I try to make data parallelism compatible with model parallelism, but I encounter RuntimeError: all tensors must be on devices[0]
during this process. Below is a simplified example of my code (my torch version is 1.0.1.post2
):
import torch
import torch.nn as nn
import torch.nn.functional as F
class MyModel(nn.Module):
def __init__(self):
super().__init__()
self.fc1 = nn.Linear(784, 512)
self.fc2 = nn.Linear(512, 10)
def forward(self, x):
first_device = x.device
x = self.fc1(x.to(self.fc1.weight.device))
x = F.relu(x)
x = self.fc2(x.to(self.fc2.weight.device))
x = F.softmax(x).to(first_device)
return x
def model_parallel(self, start):
self.fc1.cuda(start)
self.fc2.cuda(start + 1)
def run(rank, device_id, world_size):
torch.distributed.init_process_group(
backend='nccl',
init_method='tcp://localhost:10000',
world_size=world_size,
rank=rank,
)
model = MyModel()
model.model_parallel(device_id)
model = nn.parallel.DistributedDataParallel(
module=model,
device_ids=list(range(device_id, device_id + world_size)),
output_device=device_id,
broadcast_buffers=False,
)
model(torch.randn(1, 784).cuda(device_id))

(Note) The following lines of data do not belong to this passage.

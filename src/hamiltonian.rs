//! The Hamiltonian and points of its phase space.

use thiserror::Error;

use crate::math::all_finite;
use crate::metric::{Metric, MetricError};
use crate::target::{LogpError, LogpFunc};

#[non_exhaustive]
#[derive(Error, Debug)]
pub enum SamplerError {
    #[error("Logp function returned an unrecoverable error: {0}")]
    LogpFailure(Box<dyn std::error::Error + Send + Sync>),

    #[error("Could not initialize state because of bad initial gradient.")]
    BadInitGrad(),

    #[error(transparent)]
    Metric(#[from] MetricError),

    #[error("Invalid sampler configuration: {0}")]
    BadConfig(&'static str),
}

pub type Result<T> = std::result::Result<T, SamplerError>;

/// Details about a divergence that might have occured during sampling.
///
/// There are two reasons why we might observe a divergence:
/// - The integration error of the Hamiltonian is larger than
///   a cutoff value or nan.
/// - The logp function caused a recoverable error (eg if an ODE solver
///   failed)
#[derive(Debug, Clone, Default)]
pub struct DivergenceInfo {
    pub start_location: Option<Box<[f64]>>,
    pub start_momentum: Option<Box<[f64]>>,
    pub end_location: Option<Box<[f64]>>,
    pub energy_error: Option<f64>,
}

/// A point in phase space with its cached energies.
///
/// The log-density value and gradient always correspond to `position`, and
/// velocity and kinetic energy to `momentum` under the metric that created
/// the point. Points flow through the trajectory machinery as immutable
/// values.
#[derive(Debug, Clone)]
pub struct PhasePoint {
    pub position: Box<[f64]>,
    pub momentum: Box<[f64]>,
    /// Gradient of the log-density at `position`.
    pub gradient: Box<[f64]>,
    /// M⁻¹ r, the gradient of the kinetic energy with respect to `momentum`.
    pub velocity: Box<[f64]>,
    /// Log-density at `position`.
    pub logp: f64,
    pub kinetic_energy: f64,
}

impl PhasePoint {
    /// The total energy (potential + kinetic).
    pub fn energy(&self) -> f64 {
        self.kinetic_energy - self.logp
    }

    /// Whether every component of the point is finite.
    ///
    /// Divergent points may still flow through the pipeline; their energy
    /// compares as if it were +∞.
    pub fn is_valid(&self) -> bool {
        self.logp.is_finite()
            && self.kinetic_energy.is_finite()
            && all_finite(&self.position)
            && all_finite(&self.momentum)
    }

    pub fn dim(&self) -> usize {
        self.position.len()
    }
}

/// A Hamiltonian: the target's potential energy plus the kinetic energy
/// defined by a [`Metric`].
#[derive(Debug)]
pub struct Hamiltonian<F: LogpFunc> {
    metric: Metric,
    target: F,
}

impl<F: LogpFunc> Hamiltonian<F> {
    pub fn new(metric: Metric, target: F) -> Hamiltonian<F> {
        Hamiltonian { metric, target }
    }

    /// A new Hamiltonian with a replacement metric, sharing the target.
    pub fn update(self, metric: Metric) -> Hamiltonian<F> {
        Hamiltonian {
            metric,
            target: self.target,
        }
    }

    pub(crate) fn set_metric(&mut self, metric: Metric) {
        self.metric = metric;
    }

    pub fn metric(&self) -> &Metric {
        &self.metric
    }

    pub fn dim(&self) -> usize {
        self.target.dim()
    }

    /// Evaluate the log-density and gradient.
    ///
    /// Recoverable failures of the target are reported as `Ok(None)` and
    /// treated as divergences by the callers; unrecoverable failures abort.
    pub(crate) fn logp(&mut self, position: &[f64], gradient: &mut [f64]) -> Result<Option<f64>> {
        match self.target.logp(position, gradient) {
            Ok(value) => Ok(Some(value)),
            Err(err) if err.is_recoverable() => Ok(None),
            Err(err) => Err(SamplerError::LogpFailure(Box::new(err))),
        }
    }

    /// Construct a phase point at `position` with the given momentum,
    /// caching the log-density, gradient, velocity and kinetic energy.
    pub fn phasepoint(&mut self, position: Box<[f64]>, momentum: Box<[f64]>) -> Result<PhasePoint> {
        let dim = position.len();
        let mut gradient = vec![0f64; dim].into_boxed_slice();
        let logp = self.logp(&position, &mut gradient)?.unwrap_or(f64::NAN);
        let mut velocity = vec![0f64; dim].into_boxed_slice();
        self.metric.velocity(&momentum, &mut velocity);
        let kinetic_energy = self.metric.kinetic_energy(&momentum, &velocity);
        Ok(PhasePoint {
            position,
            momentum,
            gradient,
            velocity,
            logp,
            kinetic_energy,
        })
    }

    /// The initial phase point of a chain. Fails if the log-density or its
    /// gradient are not finite at `position`.
    pub fn init_phasepoint<R: rand::Rng + ?Sized>(
        &mut self,
        rng: &mut R,
        position: &[f64],
    ) -> Result<PhasePoint> {
        let mut momentum = vec![0f64; position.len()].into_boxed_slice();
        self.metric.randomize_momentum(rng, &mut momentum);
        let point = self.phasepoint(position.into(), momentum)?;
        if !point.logp.is_finite() || !all_finite(&point.gradient) {
            return Err(SamplerError::BadInitGrad());
        }
        Ok(point)
    }

    /// Redraw the momentum r ~ N(0, M), keeping the position and its cached
    /// log-density. No log-density evaluation happens here.
    pub fn refresh_momentum<R: rand::Rng + ?Sized>(
        &mut self,
        rng: &mut R,
        point: &PhasePoint,
    ) -> PhasePoint {
        let mut out = point.clone();
        self.metric.randomize_momentum(rng, &mut out.momentum);
        self.metric.velocity(&out.momentum, &mut out.velocity);
        out.kinetic_energy = self.metric.kinetic_energy(&out.momentum, &out.velocity);
        out
    }

    /// Recompute the velocity and kinetic caches after a momentum change.
    pub(crate) fn update_kinetic(&self, point: &mut PhasePoint) {
        self.metric.velocity(&point.momentum, &mut point.velocity);
        point.kinetic_energy = self.metric.kinetic_energy(&point.momentum, &point.velocity);
    }
}

#[cfg(test)]
mod tests {
    use super::*;
    use crate::sampler::test_logps::NormalLogp;
    use rand::rngs::StdRng;
    use rand::SeedableRng;

    #[test]
    fn phasepoint_caches_are_consistent() {
        let mut rng = StdRng::seed_from_u64(42);
        let mut h = Hamiltonian::new(Metric::unit(3), NormalLogp::new(3, 0.));
        let z = h.init_phasepoint(&mut rng, &[0.5, -0.5, 1.]).unwrap();

        // Standard normal: logp = -Σx²/2, gradient = -x.
        assert!((z.logp - (-(0.25 + 0.25 + 1.) / 2.)).abs() < 1e-12);
        assert!((z.gradient[0] + 0.5).abs() < 1e-12);
        // Unit metric: velocity equals momentum.
        assert_eq!(&*z.velocity, &*z.momentum);
        assert!(z.is_valid());
    }

    #[test]
    fn refresh_keeps_position_and_logp() {
        let mut rng = StdRng::seed_from_u64(3);
        let mut h = Hamiltonian::new(Metric::unit(2), NormalLogp::new(2, 1.));
        let z = h.init_phasepoint(&mut rng, &[0.1, 0.2]).unwrap();
        let z2 = h.refresh_momentum(&mut rng, &z);
        assert_eq!(z.position, z2.position);
        assert_eq!(z.logp, z2.logp);
        assert_ne!(z.momentum, z2.momentum);
    }
}
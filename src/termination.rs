//! No-U-turn termination criteria for dynamic trajectories.

use serde::Serialize;

use crate::hamiltonian::PhasePoint;
use crate::math::{sub_out, vector_dot};

/// When to stop doubling a trajectory.
#[derive(Debug, Clone, Copy, PartialEq, Eq, Serialize)]
pub enum Criterion {
    /// The original Hoffman & Gelman test on the endpoints:
    /// `(θ⁺-θ⁻)·r⁻ < 0 ∨ (θ⁺-θ⁻)·r⁺ < 0`.
    ClassicNoUTurn,
    /// The generalized test using the integrated momentum ρ:
    /// `ρ·M⁻¹r⁻ < 0 ∨ ρ·M⁻¹r⁺ < 0`.
    GeneralizedNoUTurn,
}

impl Criterion {
    /// Whether the trajectory spanned by `left` and `right` with momentum
    /// sum `rho` has turned back on itself.
    ///
    /// `left` and `right` are in trajectory order. The generalized variant
    /// reads the velocities cached on the endpoints, so no metric product
    /// is recomputed here.
    pub(crate) fn is_turning(
        &self,
        left: &PhasePoint,
        right: &PhasePoint,
        rho: &[f64],
        scratch: &mut [f64],
    ) -> bool {
        match self {
            Criterion::ClassicNoUTurn => {
                sub_out(&right.position, &left.position, scratch);
                (vector_dot(scratch, &left.momentum) < 0.)
                    | (vector_dot(scratch, &right.momentum) < 0.)
            }
            Criterion::GeneralizedNoUTurn => {
                (vector_dot(rho, &left.velocity) < 0.) | (vector_dot(rho, &right.velocity) < 0.)
            }
        }
    }

    /// Whether this criterion also checks the half-trees around a merge.
    pub(crate) fn checks_subtrees(&self) -> bool {
        matches!(self, Criterion::GeneralizedNoUTurn)
    }
}
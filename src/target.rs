//! The target distribution interface.
//!
//! The sampler only ever sees the target through [`LogpFunc`]: a callable
//! that evaluates the un-normalized log-density and its gradient at a
//! position. Automatic differentiation, marginalization and any model
//! structure live on the caller's side of this boundary.

/// Errors that happen when we evaluate the log-density and gradient function.
pub trait LogpError: std::error::Error + Send + Sync + 'static {
    /// Unrecoverable errors during logp computation stop sampling,
    /// recoverable errors are seen as divergences.
    fn is_recoverable(&self) -> bool;
}

/// An un-normalized log-density on ℝᴰ with gradient.
///
/// The function must be deterministic for a given position. It takes
/// `&mut self` so that implementations can reuse internal buffers, but it
/// is pure from the sampler's perspective.
pub trait LogpFunc {
    type LogpError: LogpError;

    /// The number of dimensions of the distribution.
    fn dim(&self) -> usize;

    /// Compute the log-density at `position` and store the gradient in
    /// `gradient`.
    fn logp(&mut self, position: &[f64], gradient: &mut [f64]) -> Result<f64, Self::LogpError>;
}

if __name__ == "__main__":
mp = torch.multiprocessing.get_context('spawn')
world_size = 2
model_size = 2
procs = []
for i in range(world_size):
rank = i
device_id = i * model_size
procs.append(mp.Process(target=run, args=(rank, device_id, world_size, ), daemon=True))
procs[i].start()
for p in procs:
p.join()
The full traceback is:
Process SpawnProcess-1:
Traceback (most recent call last):
File "/home/user/lib/python3.6/multiprocessing/process.py", line 249, in _bootstrap
self.run()
File "/home/user/lib/python3.6/multiprocessing/process.py", line 93, in run
self._target(*self._args, **self._kwargs)
File "/home/user/nmt-research/example.py", line 34, in run
broadcast_buffers=False,
File "/home/user/lib/python3.6/site-packages/torch/nn/parallel/distributed.py", line 217, in __init__
self._ddp_init_helper()
File "/home/user/lib/python3.6/site-packages/torch/nn/parallel/distributed.py", line 232, in _ddp_init_helper
self._module_copies = replicate(self.module, self.device_ids, detach=True)
File "/home/user/lib/python3.6/site-packages/torch/nn/parallel/replicate.py", line 13, in replicate
param_copies = Broadcast.apply(devices, *params)
File "/home/user/lib/python3.6/site-packages/torch/nn/parallel/_functions.py", line 21, in forward
outputs = comm.broadcast_coalesced(inputs, ctx.target_gpus)
File "/home/user/lib/python3.6/site-packages/torch/cuda/comm.py", line 40, in broadcast_coalesced
return torch._C._broadcast_coalesced(tensors, devices, buffer_size)
RuntimeError: all tensors must be on devices[0]
Process SpawnProcess-2:
Traceback (most recent call last):
File "/home/user/lib/python3.6/multiprocessing/process.py", line 249, in _bootstrap
self.run()
File "/home/user/lib/python3.6/multiprocessing/process.py", line 93, in run
self._target(*self._args, **self._kwargs)
File "/home/user/nmt-research/example.py", line 34, in run
broadcast_buffers=False,
File "/home/user/lib/python3.6/site-packages/torch/nn/parallel/distributed.py", line 217, in __init__
self._ddp_init_helper()
File "/home/user/lib/python3.6/site-packages/torch/nn/parallel/distributed.py", line 232, in _ddp_init_helper
self._module_copies = replicate(self.module, self.device_ids, detach=True)
File "/home/user/lib/python3.6/site-packages/torch/nn/parallel/replicate.py", line 13, in replicate
param_copies = Broadcast.apply(devices, *params)
File "/home/user/lib/python3.6/site-packages/torch/nn/parallel/_functions.py", line 21, in forward
outputs = comm.broadcast_coalesced(inputs, ctx.target_gpus)
File "/home/user/lib/python3.6/site-packages/torch/cuda/comm.py", line 40, in broadcast_coalesced
return torch._C._broadcast_coalesced(tensors, devices, buffer_size)
RuntimeError: all tensors must be on devices[0]
I want to know how to perform data parallelism together with model parallelism correctly. Thanks in advance!